Autora: MARA LÚCIA BEDIN
Em dias de primavera, quando a chuvarada e o vento sul passam, a atmosfera fica limpa, o céu de anil, o jardim lavado, as flores esticam suas hastes e exibem as cores mais vibrantes, e a grama? Daquele verde, que não se consegue reproduzir... Dias assim, parecem sonhos reincidentes.
Foi num destes dias, que admirando o jardim, chamou-me a atenção um montinho de alguma coisa, sobre a grama. Em um primeiro momento pareciam folhas de árvores amontoadas, mas ao firmar o olhar, observei que aquele montinho fazia um movimento intermitente. Aproximei-me mais e descobri que era um filhote de passarinho. Havia algumas penugens naquele corpinho com os olhinhos ainda fechados. Que fazer com ele? Assim tão frágil! Procurei entre a árvore para ver se encontrava o ninho. Como se eu pudesse devolvê-lo. Fiquei em silêncio para ver se ouvia o piado de alguma mãe desesperada. Nada. Decidi, não vou deixar este passarinho aqui para servir de alimento para algum cão ou gato que perambulam pelo bairro. Já que ele vai morrer, pensei, então vai morrer no conforto, no quentinho. Eu o peguei com todo cuidado. Fiz da minha blusa uma conchinha para servir de ninho e o transportei. Já em casa, fiz com paninhos de flanela o que julguei seria uma cama mortuária confortável.

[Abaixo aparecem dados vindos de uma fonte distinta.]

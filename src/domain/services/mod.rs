mod cache;
mod history;
mod timeline;

pub use cache::*;
pub use history::*;
pub use timeline::*;
use serde_derive::Deserialize;
use serde_derive::Serialize;

use super::Message;

/// On-disk envelope for a cached conversation. `messages` must round-trip
/// exactly; everything else is bookkeeping for the sessions CLI.
#[derive(Serialize, Deserialize)]
pub struct CachedTimeline {
    pub key: String,
    pub version: String,
    pub saved_at: String,
    pub messages: Vec<Message>,
}
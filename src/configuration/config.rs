#[cfg(test)]
#[path = "config_test.rs"]
mod tests;

use std::env;
use std::path;

use anyhow::bail;
use anyhow::Result;
use clap::ArgMatches;
use clap::Command;
use dashmap::DashMap;
use once_cell::sync::Lazy;
use strum::EnumIter;
use strum::EnumVariantNames;
use strum::IntoEnumIterator;
use tokio::fs;

static CONFIG: Lazy<DashMap<String, String>> = Lazy::new(DashMap::new);

#[derive(Clone, Copy, Eq, PartialEq, EnumIter, EnumVariantNames, strum::Display)]
#[strum(serialize_all = "kebab-case")]
pub enum ConfigKey {
    AgentID,
    AgentHealthCheckTimeout,
    AgentURL,
    ConfigFile,
    SessionID,
    Username,
}

pub struct Config {}

impl Config {
    pub fn get(key: ConfigKey) -> String {
        if let Some(val) = CONFIG.get(&key.to_string()) {
            return val.to_string();
        }

        return "".to_string();
    }

    pub fn set(key: ConfigKey, value: &str) {
        CONFIG.insert(key.to_string(), value.to_string());
    }

    pub fn default(key: ConfigKey) -> String {
        if key == ConfigKey::Username {
            let mut user = env::var("USER").unwrap_or_else(|_| return "".to_string());
            if user.is_empty() {
                user = "User".to_string();
            }

            return user;
        }

        #[cfg(not(target_os = "macos"))]
        let config_path = dirs::cache_dir().unwrap().join("matcha/config.toml");
        #[cfg(target_os = "macos")]
        let config_path =
            path::PathBuf::from(env::var("HOME").unwrap()).join(".config/matcha/config.toml");

        let res = match key {
            ConfigKey::AgentID => "",
            ConfigKey::AgentHealthCheckTimeout => "1000",
            ConfigKey::AgentURL => "http://localhost:8000",

            // Special
            ConfigKey::ConfigFile => config_path.to_str().unwrap(),
            ConfigKey::SessionID => "",
            ConfigKey::Username => "",
        };

        return res.to_string();
    }

    pub async fn load(cmd: Command, clap_arg_matches: Vec<&ArgMatches>) -> Result<()> {
        for key in ConfigKey::iter() {
            Config::set(key, &Config::default(key))
        }

        let mut config_file = Config::default(ConfigKey::ConfigFile);
        for matches in clap_arg_matches.as_slice() {
            if let Some(arg_config_file) =
                matches.get_one::<String>(&ConfigKey::ConfigFile.to_string())
            {
                config_file = arg_config_file.to_string();
            }
        }

        let config_path = path::PathBuf::from(config_file);
        if config_path.exists() {
            let toml_str = fs::read_to_string(config_path).await?;
            let doc = toml_str.parse::<toml_edit::Document>()?;

            for key in ConfigKey::iter() {
                if let Some(val) = doc.get(&key.to_string()) {
                    // Use clap value parsers to do validation.
                    let mut possible_values = vec![];
                    if let Some(arg) = cmd
                        .get_arguments()
                        .find(|e| return e.get_long().unwrap() == key.to_string())
                    {
                        if !arg.get_possible_values().is_empty() {
                            possible_values = arg
                                .get_possible_values()
                                .iter()
                                .map(|e| return e.get_name().to_string())
                                .collect::<Vec<String>>();
                        }
                    }

                    if let Some(val_int) = val.as_integer() {
                        Config::set(key, &val_int.to_string());
                    } else if let Some(val_str) = val.as_str() {
                        if val_str.is_empty() {
                            continue;
                        }
                        if !possible_values.is_empty()
                            && !possible_values.contains(&val_str.to_string())
                        {
                            bail!(format!("config.toml has an invalid value for key '{key}': {val_str}\nPossible values are: {}", possible_values.join(", ")));
                        }
                        Config::set(key, val_str);
                    }
                }
            }
        }

        for key in ConfigKey::iter() {
            for matches in clap_arg_matches.as_slice() {
                if let Ok(Some(val)) = matches.try_get_one::<String>(&key.to_string()) {
                    if val.is_empty() {
                        continue;
                    }
                    Config::set(key, val)
                }
            }
        }

        tracing::debug!(
            username = Config::get(ConfigKey::Username),
            agent_url = Config::get(ConfigKey::AgentURL),
            agent_id = Config::get(ConfigKey::AgentID),
            session_id = Config::get(ConfigKey::SessionID),
            "config"
        );

        return Ok(());
    }

    pub fn serialize_default(cmd: Command) -> String {
        let toml_str = ConfigKey::iter()
            .filter_map(|key| {
                if key == ConfigKey::SessionID || key == ConfigKey::ConfigFile {
                    return None;
                }

                if key == ConfigKey::Username {
                    return Some(
                        "# Your user name displayed next to your messages.\n# username = \"\""
                            .to_string(),
                    );
                }

                let arg = cmd
                    .get_arguments()
                    .find(|e| return e.get_long().unwrap() == key.to_string())
                    .unwrap();

                let mut description = arg.get_help().unwrap().to_string();

                description = description
                    .split("[default:")
                    .next()
                    .unwrap()
                    .trim()
                    .to_string();

                if !arg.get_possible_values().is_empty() {
                    let possible_values = arg
                        .get_possible_values()
                        .iter()
                        .map(|e| return e.get_name())
                        .collect::<Vec<_>>()
                        .join(", ");
                    description = format!("{description} [possible values: {}]", possible_values);
                }

                let mut val = Config::default(key);
                if val.is_empty() {
                    val = format!("# {key} = \"\"");
                } else if val.parse::<i32>().is_ok() {
                    val = format!("{key} = {val}");
                } else {
                    val = format!("{key} = \"{val}\"");
                }

                return Some(format!("# {description}\n{val}"));
            })
            .collect::<Vec<String>>()
            .join("\n\n");

        return toml_str;
    }
}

Na manhã seguinte, acordei acelerada. Tenho que me apressar, resolver o que vou fazer com o meu hóspede morto na área de serviço. Não vou colocá-lo na cesta do lixo. Vou embrulhar o corpinho? Não, vou colocar numa caixinha, e vou enterrar lá no jardim. Tenho que me apressar para não chegar atrasada no trabalho. Assim, depois do banho matinal fui rapidamente para área de serviço, levando nas mãos uma caixinha de papelão estampada com flores coloridas em tons pastéis para preparar o funeral. Mas, quando chego frente ao ninho... Onde está o meu hóspede? Começo rapidamente a procurá-lo. Acabo encontrando-o no vão entre o armário e o assoalho. Era uma figura meio bizarra, o filhote já ficava em pé sobre as pernas, as penugens eram raras espalhadas pelo corpo. Bem feinho, coitadinho, eu pensei na hora. Os olhinhos estavam abertos e quando me viram, abriu imediatamente o bico. A boca era imensa, desproporcional, diria. Nesta primeira troca de olhares deu se o print, passei a ser a mãe do meu amigo. Preciso alimentá-lo. Com que? Abençoadas bananas na fruteira ao lado. Ele vai ser vegetariano! Deu certo. Colocava pedacinhos pequenos de banana amassada, na boca, que aberta daquele jeito, era fácil acertar. A cada vez que eu passava em frente ao ninho de flanela, ele abria bocão e recebia mais uma porção pequenina de banana amassada.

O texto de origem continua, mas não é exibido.